WHAT YOU HAVE TO DO – Reproduce each line below with no alterations.

*** THE INPUT ***

use std::collections::HashMap;
use std::marker::PhantomData;
use std::sync::RwLock;

use serde_json::Value as JsonValue;
use uuid::Uuid;

use bulkyard_core::ExpectedVersion;

use super::{Filter, Record, RecordStore, Versioned};
use crate::error::StoreError;

#[derive(Debug, Clone)]
struct StoredRow {
    document: JsonValue,
    version: u64,
}

/// In-memory record store.
///
/// Rows are kept as JSON documents so filters see exactly the persisted field
/// names, and every read goes through the same decode path a real backend
/// would. Intended for tests/dev.
#[derive(Debug)]
pub struct InMemoryRecordStore<R> {
    rows: RwLock<HashMap<Uuid, StoredRow>>,
    _row: PhantomData<fn() -> R>,
}

impl<R> Default for InMemoryRecordStore<R> {
    fn default() -> Self {
        Self {
            rows: RwLock::new(HashMap::new()),
            _row: PhantomData,
        }
    }
}

impl<R: Record> InMemoryRecordStore<R> {
    pub fn new() -> Self {
        Self::default()
    }

    pub fn len(&self) -> usize {
        self.rows.read().map(|r| r.len()).unwrap_or(0)
    }

    pub fn is_empty(&self) -> bool {
        self.len() == 0
    }

    fn poisoned() -> StoreError {
        StoreError::Unavailable(format!("{} lock poisoned", R::TABLE))
    }

    fn encode(row: &R) -> Result<JsonValue, StoreError> {
        serde_json::to_value(row).map_err(|e| StoreError::Encode {
            table: R::TABLE,
            message: e.to_string(),
        })
    }

    fn decode(stored: &StoredRow) -> Result<Versioned<R>, StoreError> {
        let row = serde_json::from_value(stored.document.clone()).map_err(|e| StoreError::Decode {
            table: R::TABLE,
            message: e.to_string(),
        })?;
        Ok(Versioned {
            row,
            version: stored.version,
        })
    }
}

impl<R: Record> RecordStore<R> for InMemoryRecordStore<R> {
    fn get(&self, id: Uuid) -> Result<Option<Versioned<R>>, StoreError> {
        let rows = self.rows.read().map_err(|_| Self::poisoned())?;
        rows.get(&id).map(Self::decode).transpose()
    }

    fn insert(&self, row: R, revision: u64) -> Result<(), StoreError> {
        let id = row.record_id();
        let document = Self::encode(&row)?;
        let mut rows = self.rows.write().map_err(|_| Self::poisoned())?;
        if rows.contains_key(&id) {
            return Err(StoreError::Duplicate {
                table: R::TABLE,
                id,
            });
        }
        rows.insert(
            id,
            StoredRow {
                document,
                version: revision,
            },
        );
        Ok(())
    }

    fn update(&self, row: R, expected: ExpectedVersion, revision: u64) -> Result<(), StoreError> {
        let id = row.record_id();
        let document = Self::encode(&row)?;
        let mut rows = self.rows.write().map_err(|_| Self::poisoned())?;
        let stored = rows.get_mut(&id).ok_or(StoreError::Missing {
            table: R::TABLE,
            id,
        })?;

        if !expected.matches(stored.version) {
            return Err(StoreError::VersionConflict {
                table: R::TABLE,
                id,
                expected: match expected {
                    ExpectedVersion::Exact(v) => v,
                    ExpectedVersion::Any => stored.version,
                },
                actual: stored.version,
            });
        }

        if revision <= stored.version {
            return Err(StoreError::VersionConflict {
                table: R::TABLE,
                id,
                expected: revision,
                actual: stored.version,
            });
        }

        stored.document = document;
        stored.version = revision;
        Ok(())
    }

    fn find(&self, filter: &Filter) -> Result<Vec<Versioned<R>>, StoreError> {
        let rows = self.rows.read().map_err(|_| Self::poisoned())?;
        rows.values()
            .filter(|stored| filter.matches(&stored.document))
            .map(Self::decode)
            .collect()
    }
}

#[cfg(test)]
mod tests {
    use super::*;
    use serde::{Deserialize, Serialize};

    #[derive(Debug, Clone, PartialEq, Serialize, Deserialize)]
    struct Dock {
        id: Uuid,
        warehouse: String,
        open: bool,
    }

    impl Record for Dock {
        const TABLE: &'static str = "docks";

        fn record_id(&self) -> Uuid {
            self.id
        }
    }

    fn dock(warehouse: &str) -> Dock {
        Dock {
            id: Uuid::now_v7(),
            warehouse: warehouse.to_string(),
            open: true,
        }
    }

    #[test]
    fn insert_get_update_cycle() {
        let store = InMemoryRecordStore::<Dock>::new();
        let mut row = dock("north");
        store.insert(row.clone(), 1).unwrap();
        assert!(matches!(
            store.insert(row.clone(), 1),
            Err(StoreError::Duplicate { .. })
        ));

        row.open = false;
        store.update(row.clone(), ExpectedVersion::Exact(1), 3).unwrap();
        let loaded = store.get(row.id).unwrap().unwrap();
        assert_eq!(loaded.version, 3);
        assert!(!loaded.row.open);
    }

    #[test]
    fn stale_update_is_rejected() {
        let store = InMemoryRecordStore::<Dock>::new();
        let row = dock("north");
        store.insert(row.clone(), 1).unwrap();
        store.update(row.clone(), ExpectedVersion::Exact(1), 2).unwrap();

        let err = store.update(row.clone(), ExpectedVersion::Exact(1), 2).unwrap_err();
        assert_eq!(
            err,
            StoreError::VersionConflict {
                table: "docks",
                id: err_id(&err),
                expected: 1,
                actual: 2,
            }
        );
    }

    #[test]
    fn revision_must_move_forward() {
        let store = InMemoryRecordStore::<Dock>::new();
        let row = dock("east");
        store.insert(row.clone(), 2).unwrap();
        assert!(store.update(row.clone(), ExpectedVersion::Exact(2), 2).is_err());
        store.update(row, ExpectedVersion::Any, 5).unwrap();
    }

    fn err_id(err: &StoreError) -> Uuid {
        match err {
            StoreError::VersionConflict { id, .. } => *id,
            _ => Uuid::nil(),
        }
    }

    #[test]
    fn update_of_unknown_row_fails() {
        let store = InMemoryRecordStore::<Dock>::new();
        assert!(matches!(
            store.update(dock("south"), ExpectedVersion::Any, 1),
            Err(StoreError::Missing { .. })
        ));
    }

    #[test]
    fn find_filters_on_field_names() {
        let store = InMemoryRecordStore::<Dock>::new();
        store.insert(dock("north"), 1).unwrap();
        store.insert(dock("north"), 1).unwrap();
        store.insert(dock("south"), 1).unwrap();

        let north = store.find(&Filter::all().eq("warehouse", "north")).unwrap();
        assert_eq!(north.len(), 2);
        assert_eq!(store.find(&Filter::all()).unwrap().len(), 3);
        assert!(store.find(&Filter::all().eq("open", false)).unwrap().is_empty());
    }
}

*** End of THE INPUT ***

WRITTEN SOLUTION –
use std::collections::HashMap;
use std::marker::PhantomData;
use std::sync::RwLock;

use serde_json::Value as JsonValue;
use uuid::Uuid;

use bulkyard_core::ExpectedVersion;

use super::{Filter, Record, RecordStore, Versioned};
use crate::error::StoreError;

#[derive(Debug, Clone)]
struct StoredRow {
    document: JsonValue,
    version: u64,
}

/// In-memory record store.
///
/// Rows are kept as JSON documents so filters see exactly the persisted field
/// names, and every read goes through the same decode path a real backend
/// would. Intended for tests/dev.
#[derive(Debug)]
pub struct InMemoryRecordStore<R> {
    rows: RwLock<HashMap<Uuid, StoredRow>>,
    _row: PhantomData<fn() -> R>,
}

impl<R> Default for InMemoryRecordStore<R> {
    fn default() -> Self {
        Self {
            rows: RwLock::new(HashMap::new()),
            _row: PhantomData,
        }
    }
}

impl<R: Record> InMemoryRecordStore<R> {
    pub fn new() -> Self {
        Self::default()
    }

    pub fn len(&self) -> usize {
        self.rows.read().map(|r| r.len()).unwrap_or(0)
    }

    pub fn is_empty(&self) -> bool {
        self.len() == 0
    }

    fn poisoned() -> StoreError {
        StoreError::Unavailable(format!("{} lock poisoned", R::TABLE))
    }

    fn encode(row: &R) -> Result<JsonValue, StoreError> {
        serde_json::to_value(row).map_err(|e| StoreError::Encode {
            table: R::TABLE,
            message: e.to_string(),
        })
    }

    fn decode(stored: &StoredRow) -> Result<Versioned<R>, StoreError> {
        let row = serde_json::from_value(stored.document.clone()).map_err(|e| StoreError::Decode {
            table: R::TABLE,
            message: e.to_string(),
        })?;
        Ok(Versioned {
            row,
            version: stored.version,
        })
    }
}

impl<R: Record> RecordStore<R> for InMemoryRecordStore<R> {
    fn get(&self, id: Uuid) -> Result<Option<Versioned<R>>, StoreError> {
        let rows = self.rows.read().map_err(|_| Self::poisoned())?;
        rows.get(&id).map(Self::decode).transpose()
    }

    fn insert(&self, row: R, revision: u64) -> Result<(), StoreError> {
        let id = row.record_id();
        let document = Self::encode(&row)?;
        let mut rows = self.rows.write().map_err(|_| Self::poisoned())?;
        if rows.contains_key(&id) {
            return Err(StoreError::Duplicate {
                table: R::TABLE,
                id,
            });
        }
        rows.insert(
            id,
            StoredRow {
                document,
                version: revision,
            },
        );
        Ok(())
    }

    fn update(&self, row: R, expected: ExpectedVersion, revision: u64) -> Result<(), StoreError> {
        let id = row.record_id();
        let document = Self::encode(&row)?;
        let mut rows = self.rows.write().map_err(|_| Self::poisoned())?;
        let stored = rows.get_mut(&id).ok_or(StoreError::Missing {
            table: R::TABLE,
            id,
        })?;

        if !expected.matches(stored.version) {
            return Err(StoreError::VersionConflict {
                table: R::TABLE,
                id,
                expected: match expected {
                    ExpectedVersion::Exact(v) => v,
                    ExpectedVersion::Any => stored.version,
                },
                actual: stored.version,
            });
        }

        if revision <= stored.version {
            return Err(StoreError::VersionConflict {
                table: R::TABLE,
                id,
                expected: revision,
                actual: stored.version,
            });
        }

        stored.document = document;
        stored.version = revision;
        Ok(())
    }

    fn find(&self, filter: &Filter) -> Result<Vec<Versioned<R>>, StoreError> {
        let rows = self.rows.read().map_err(|_| Self::poisoned())?;
        rows.values()
            .filter(|stored| filter.matches(&stored.document))
            .map(Self::decode)
            .collect()
    }
}

#[cfg(test)]
mod tests {
    use super::*;
    use serde::{Deserialize, Serialize};

    #[derive(Debug, Clone, PartialEq, Serialize, Deserialize)]
    struct Dock {
        id: Uuid,
        warehouse: String,
        open: bool,
    }

    impl Record for Dock {
        const TABLE: &'static str = "docks";

        fn record_id(&self) -> Uuid {
            self.id
        }
    }

    fn dock(warehouse: &str) -> Dock {
        Dock {
            id: Uuid::now_v7(),
            warehouse: warehouse.to_string(),
            open: true,
        }
    }

    #[test]
    fn insert_get_update_cycle() {
        let store = InMemoryRecordStore::<Dock>::new();
        let mut row = dock("north");
        store.insert(row.clone(), 1).unwrap();
        assert!(matches!(
            store.insert(row.clone(), 1),
            Err(StoreError::Duplicate { .. })
        ));

        row.open = false;
        store.update(row.clone(), ExpectedVersion::Exact(1), 3).unwrap();
        let loaded = store.get(row.id).unwrap().unwrap();
        assert_eq!(loaded.version, 3);
        assert!(!loaded.row.open);
    }

    #[test]
    fn stale_update_is_rejected() {
        let store = InMemoryRecordStore::<Dock>::new();
        let row = dock("north");
        store.insert(row.clone(), 1).unwrap();
        store.update(row.clone(), ExpectedVersion::Exact(1), 2).unwrap();

        let err = store.update(row.clone(), ExpectedVersion::Exact(1), 2).unwrap_err();
        assert_eq!(
            err,
            StoreError::VersionConflict {
                table: "docks",
                id: err_id(&err),
                expected: 1,
                actual: 2,
            }
        );
    }

    #[test]
    fn revision_must_move_forward() {
        let store = InMemoryRecordStore::<Dock>::new();
        let row = dock("east");
        store.insert(row.clone(), 2).unwrap();
        assert!(store.update(row.clone(), ExpectedVersion::Exact(2), 2).is_err());
        store.update(row, ExpectedVersion::Any, 5).unwrap();
    }

    fn err_id(err: &StoreError) -> Uuid {
        match err {
            StoreError::VersionConflict { id, .. } => *id,
            _ => Uuid::nil(),
        }
    }

    #[test]
    fn update_of_unknown_row_fails() {
        let store = InMemoryRecordStore::<Dock>::new();
        assert!(matches!(
            store.update(dock("south"), ExpectedVersion::Any, 1),
            Err(StoreError::Missing { .. })
        ));
    }

    #[test]
    fn find_filters_on_field_names() {
        let store = InMemoryRecordStore::<Dock>::new();
        store.insert(dock("north"), 1).unwrap();
        store.insert(dock("north"), 1).unwrap();
        store.insert(dock("south"), 1).unwrap();

        let north = store.find(&Filter::all().eq("warehouse", "north")).unwrap();
        assert_eq!(north.len(), 2);
        assert_eq!(store.find(&Filter::all()).unwrap().len(), 3);
        assert!(store.find(&Filter::all().eq("open", false)).unwrap().is_empty());
    }
}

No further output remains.